Not everyone can take on the things that go bump in the night.
Not everyone tries.
But Jill Kismet is not just anyone.
She’s a hunter, trained by the best--and in over her head.
Welcome to the night shift…
[found at barnesandnoble.com]
I came across the Jill Kismet series on a whim one day at my local Barnes and Noble. The premise of the story seemed really cool and it seemed like I was going to get an edgy, gritty urban fantasy novel, so I purchased the novel.
So, when I finally picked up the book this past week, I was pretty pumped to read it.
My hopes of this being the next dark, edgy urban fantasy find of mine were quickly squashed. In a brutal, bloody way.
There were good parts to this novel but there were equally bad parts, also.
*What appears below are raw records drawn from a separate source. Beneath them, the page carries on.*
//! CLI application for credit-card statement extraction.

mod commands;

use clap::{Parser, Subcommand};
use tracing::Level;
use tracing_subscriber::FmtSubscriber;

use commands::{batch, config, issuers, parse};

/// Credit-card statement extraction - pull structured data from bank statements
#[derive(Parser)]
#[command(name = "stmt")]
#[command(author, version, about, long_about = None)]
struct Cli {
    /// Enable verbose output
    #[arg(short, long, action = clap::ArgAction::Count)]
    verbose: u8,

    /// Path to config file
    #[arg(short, long, global = true)]
    config: Option<String>,

    #[command(subcommand)]
    command: Commands,
}

#[derive(Subcommand)]
enum Commands {
    /// Parse a single statement file
    Parse(parse::ParseArgs),

    /// Parse multiple statement files
    Batch(batch::BatchArgs),

    /// List supported issuers
    Issuers(issuers::IssuersArgs),

    /// Manage configuration
    Config(config::ConfigArgs),
}

#[tokio::main]
async fn main() -> anyhow::Result<()> {
    let cli = Cli::parse();

    let level = match cli.verbose {
        0 => Level::WARN,
        1 => Level::INFO,
        2 => Level::DEBUG,
        _ => Level::TRACE,
    };

    let subscriber = FmtSubscriber::builder()
        .with_max_level(level)
        .with_target(false)
        .with_writer(std::io::stderr)
        .finish();

    tracing::subscriber::set_global_default(subscriber)?;

    match cli.command {
        Commands::Parse(args) => parse::run(args, cli.config.as_deref()).await,
        Commands::Batch(args) => batch::run(args, cli.config.as_deref()).await,
        Commands::Issuers(args) => issuers::run(args, cli.config.as_deref()).await,
        Commands::Config(args) => config::run(args, cli.config.as_deref()).await,
    }
}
I’ll start off with the bad first.
First of all, Jill was like the mash-up of everything people assume these urban fantasy hunter characters should be. She wore a long trench leather coat (cliché), wore leather pants (for the reasons much like Kim Harrison’s main character Rachael), hated herself, constantly reminded people around her that the only way to stay sane in this clearly insane world was to booze it up and sleep around, hated herself, and had a cool car.
Jill annoyed the ever-living daylights out of me. Between her constant whining about herself and the “vulnerability” the author tried to give her, it made it really hard for me to like her. I’ve seen the self-hating hunter main character many a time. I was hoping to get a badass chick who didn’t hate herself for a change.
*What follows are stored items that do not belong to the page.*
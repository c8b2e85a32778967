//! Registry of issuer format descriptors.

use std::collections::BTreeMap;
use std::path::Path;
use std::sync::Arc;

use lazy_static::lazy_static;
use serde::Deserialize;
use tracing::debug;

use super::descriptor::{DescriptorSpec, FormatDescriptor};
use super::issuers::builtin_specs;
use crate::error::{DescriptorError, Result, StmtError};

lazy_static! {
    static ref BUILTIN: Arc<Registry> =
        Arc::new(Registry::from_specs(builtin_specs()).expect("built-in descriptors compile"));
}

/// Read-only mapping from issuer key to descriptor.
///
/// Built once at startup and shared; lookups never mutate it.
#[derive(Debug, Clone, Default)]
pub struct Registry {
    descriptors: BTreeMap<String, FormatDescriptor>,
}

impl Registry {
    /// The built-in issuers: axis, bob, kotak, sbi, yes.
    pub fn builtin() -> Arc<Registry> {
        Arc::clone(&BUILTIN)
    }

    /// Compile a registry from specs alone.
    pub fn from_specs<I>(specs: I) -> std::result::Result<Self, DescriptorError>
    where
        I: IntoIterator<Item = DescriptorSpec>,
    {
        let mut registry = Registry::default();
        for spec in specs {
            registry.insert(&spec)?;
        }
        Ok(registry)
    }

    /// The built-in issuers plus custom specs. Keys must not collide.
    pub fn with_specs<I>(specs: I) -> std::result::Result<Self, DescriptorError>
    where
        I: IntoIterator<Item = DescriptorSpec>,
    {
        let mut registry = BUILTIN.as_ref().clone();
        for spec in specs {
            registry.insert(&spec)?;
        }
        Ok(registry)
    }

    fn insert(&mut self, spec: &DescriptorSpec) -> std::result::Result<(), DescriptorError> {
        let descriptor = FormatDescriptor::compile(spec)?;
        let key = descriptor.key().to_string();
        if self.descriptors.contains_key(&key) {
            return Err(DescriptorError::DuplicateKey(key));
        }
        debug!("Registered issuer {} ({})", key, descriptor.display_name());
        self.descriptors.insert(key, descriptor);
        Ok(())
    }

    /// Look up a descriptor by issuer key, case-insensitively.
    pub fn lookup(&self, key: &str) -> Result<&FormatDescriptor> {
        self.get(key)
            .ok_or_else(|| StmtError::UnsupportedIssuer(key.trim().to_string()))
    }

    pub fn get(&self, key: &str) -> Option<&FormatDescriptor> {
        self.descriptors.get(&key.trim().to_lowercase())
    }

    pub fn contains(&self, key: &str) -> bool {
        self.get(key).is_some()
    }

    /// `(key, display name)` pairs in key order.
    pub fn issuers(&self) -> impl Iterator<Item = (&str, &str)> {
        self.descriptors
            .values()
            .map(|d| (d.key(), d.display_name()))
    }

    pub fn len(&self) -> usize {
        self.descriptors.len()
    }

    pub fn is_empty(&self) -> bool {
        self.descriptors.is_empty()
    }
}

#[derive(Deserialize)]
#[serde(untagged)]
enum SpecFile {
    Many(Vec<DescriptorSpec>),
    One(DescriptorSpec),
}

/// Load descriptor specs from a JSON file holding one spec or an array of them.
pub fn load_spec_file(path: &Path) -> Result<Vec<DescriptorSpec>> {
    let content = std::fs::read_to_string(path)?;
    let parsed: SpecFile = serde_json::from_str(&content).map_err(|e| {
        StmtError::Config(format!("invalid descriptor file {}: {}", path.display(), e))
    })?;
    Ok(match parsed {
        SpecFile::Many(specs) => specs,
        SpecFile::One(spec) => vec![spec],
    })
}

#[cfg(test)]
mod tests {
    use super::*;
    use crate::models::statement::{Direction, Field};
    use crate::statement::rules::{GrammarSpec, RuleSpec};

    fn custom_spec(key: &str) -> DescriptorSpec {
        DescriptorSpec::new(
            key,
            "Custom Bank",
            GrammarSpec::new(
                r"(?P<date>\d{2}\.\d{2})\s+(?P<description>.+?)\s+(?P<amount>[\d.]+)\s+(?P<direction>\+|-)",
            )
            .marker("+", Direction::Credit)
            .marker("-", Direction::Debit),
        )
        .field(Field::CreditLimit, vec![RuleSpec::line(r"Limit\s+([\d,.]+)")])
    }

    #[test]
    fn test_builtin_issuers() {
        let registry = Registry::builtin();
        let keys: Vec<&str> = registry.issuers().map(|(k, _)| k).collect();
        assert_eq!(keys, vec!["axis", "bob", "kotak", "sbi", "yes"]);
        assert_eq!(registry.lookup("axis").unwrap().display_name(), "Axis Bank");
    }

    #[test]
    fn test_lookup_is_case_insensitive() {
        let registry = Registry::builtin();
        assert_eq!(registry.lookup("KOTAK").unwrap().key(), "kotak");
        assert_eq!(registry.lookup(" Sbi ").unwrap().key(), "sbi");
    }

    #[test]
    fn test_unknown_issuer() {
        let registry = Registry::builtin();
        match registry.lookup("unknownbank") {
            Err(StmtError::UnsupportedIssuer(key)) => assert_eq!(key, "unknownbank"),
            other => panic!("expected UnsupportedIssuer, got {:?}", other.map(|d| d.key())),
        }
    }

    #[test]
    fn test_with_specs_adds_custom_issuer() {
        let registry = Registry::with_specs(vec![custom_spec("custom")]).unwrap();
        assert_eq!(registry.len(), 6);
        assert!(registry.contains("custom"));
        assert!(registry.contains("axis"));
        // the shared built-in registry is untouched
        assert!(!Registry::builtin().contains("custom"));
    }

    #[test]
    fn test_duplicate_key_rejected() {
        let err = Registry::with_specs(vec![custom_spec("Axis")]).unwrap_err();
        assert!(matches!(err, DescriptorError::DuplicateKey(key) if key == "axis"));
    }

    #[test]
    fn test_load_spec_file() {
        let dir = tempfile::tempdir().unwrap();
        let single = dir.path().join("one.json");
        let many = dir.path().join("many.json");
        std::fs::write(&single, serde_json::to_string(&custom_spec("one")).unwrap()).unwrap();
        std::fs::write(
            &many,
            serde_json::to_string(&vec![custom_spec("two"), custom_spec("three")]).unwrap(),
        )
        .unwrap();

        assert_eq!(load_spec_file(&single).unwrap().len(), 1);
        let specs = load_spec_file(&many).unwrap();
        assert_eq!(specs.len(), 2);
        assert_eq!(specs[1].key, "three");
    }

    #[test]
    fn test_load_spec_file_rejects_garbage() {
        let dir = tempfile::tempdir().unwrap();
        let path = dir.path().join("bad.json");
        std::fs::write(&path, "{ not json").unwrap();
        assert!(matches!(load_spec_file(&path), Err(StmtError::Config(_))));
    }
}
Besides, what badass chick says “frocking” when she so clearly has said fucking in the novel? There were other major out of character moments in this novel. Like, who says their knife “left [their] hand with a glitter” (157)? What does that even mean? And on page 311, after an entire book where Jill is sort of talking to the reader but not really, she pulls this, “And I don’t want to talk about that anymore” out of her hat. I think that’s a huge no-no and something that should’ve been caught by someone along the editing process.
There were some things just straight up annoyed me, like the silver charms in her hair always tinkling. Every other page the charms were tinkling away in her hair. And why were they there anyway? I mean, I think Saintcrow’s reasoning was that Jill’s mentor (more on him in a minute) gave her the charms and she just tied them in her hair. Why? That’s a reasoning I would really love to have, because it just doesn’t make sense to me. And then Saul starts doing it, for reasons unbeknownst to me.
Now, I could not get the image of Mr. Miyagi out of my head whenever Jill mentioned her mentor. I don’t know why, especially because the teacher was Russian. I just couldn’t. Except he was everything I would never want Mr. Miyagi to be. Apparently he beat Jill (to make her stronger, of course) and then talked her into this whole having a hell breed mark her for reasons that weren’t stated. With Jill’s past (she was an abused prostitute, which I think the author just threw in there to make her seem more vulnerable) I could easily see why she would be stupid enough to just trust what her teacher was saying instead of rationally thinking about the huge mistake she might be making by having herself marked. But I still wanted to know why he wanted her to have it done. And I want Jill to wake up and realize she was in a hell of an abusive relationship with this guy. He seemed like a grade A douche.
I also really hated how the glossary was in the back of the book, because right away these words were thrown at me and I had no clue what they meant and it wasn’t until I paged through the book and saw the glossary that I knew what they meant. I think it’s the Black Daggerhood books where the glossary is in the front. That’s a hell of a lot more helpful. But that could just be a personal thing.
Now, there were some good parts. Some. Not a lot. But some. I think the gore in this was well written. I thought that aspect was good. There was plenty of blood and guts and disgusting images. Which was cool, because you don’t get a lot of that sometimes in urban fantasy novels. I also loved Perry. I thought he was awesome. I want to know more about him. Hell, I want a book in his POV. He was deliciously evil, who apparently just makes Jill beat him to a bloody pulp as payment for being marked. That doesn’t sound like too bad of a trade-off to me. Supernatural abilities and the only payment is beating the crap out of the ‘breed that did it to you? Okay, sure. Could be worse. In short, I think Perry stole every scene in the book he was in and I’d love to see more of him.
I also liked Saul. Once I got past the whole domestic werewolf thing (I kept imagining a big strong werewolf with a pink apron on), I started to like him. Sure, he’s clingy and possessive of Jill for no reasons that are stated, but he’s sweet. I’d like to know more about him. And I liked Harper and Dom.
So, overall, I don’t think it was a strong start to a series. There were a lot of cliché urban fantasy moments, a whiny bordering on pathetic at times main character, and a lot that wasn’t explained to the reader. But there were some parts that might be enough for me to check out the second book. I haven’t decided yet.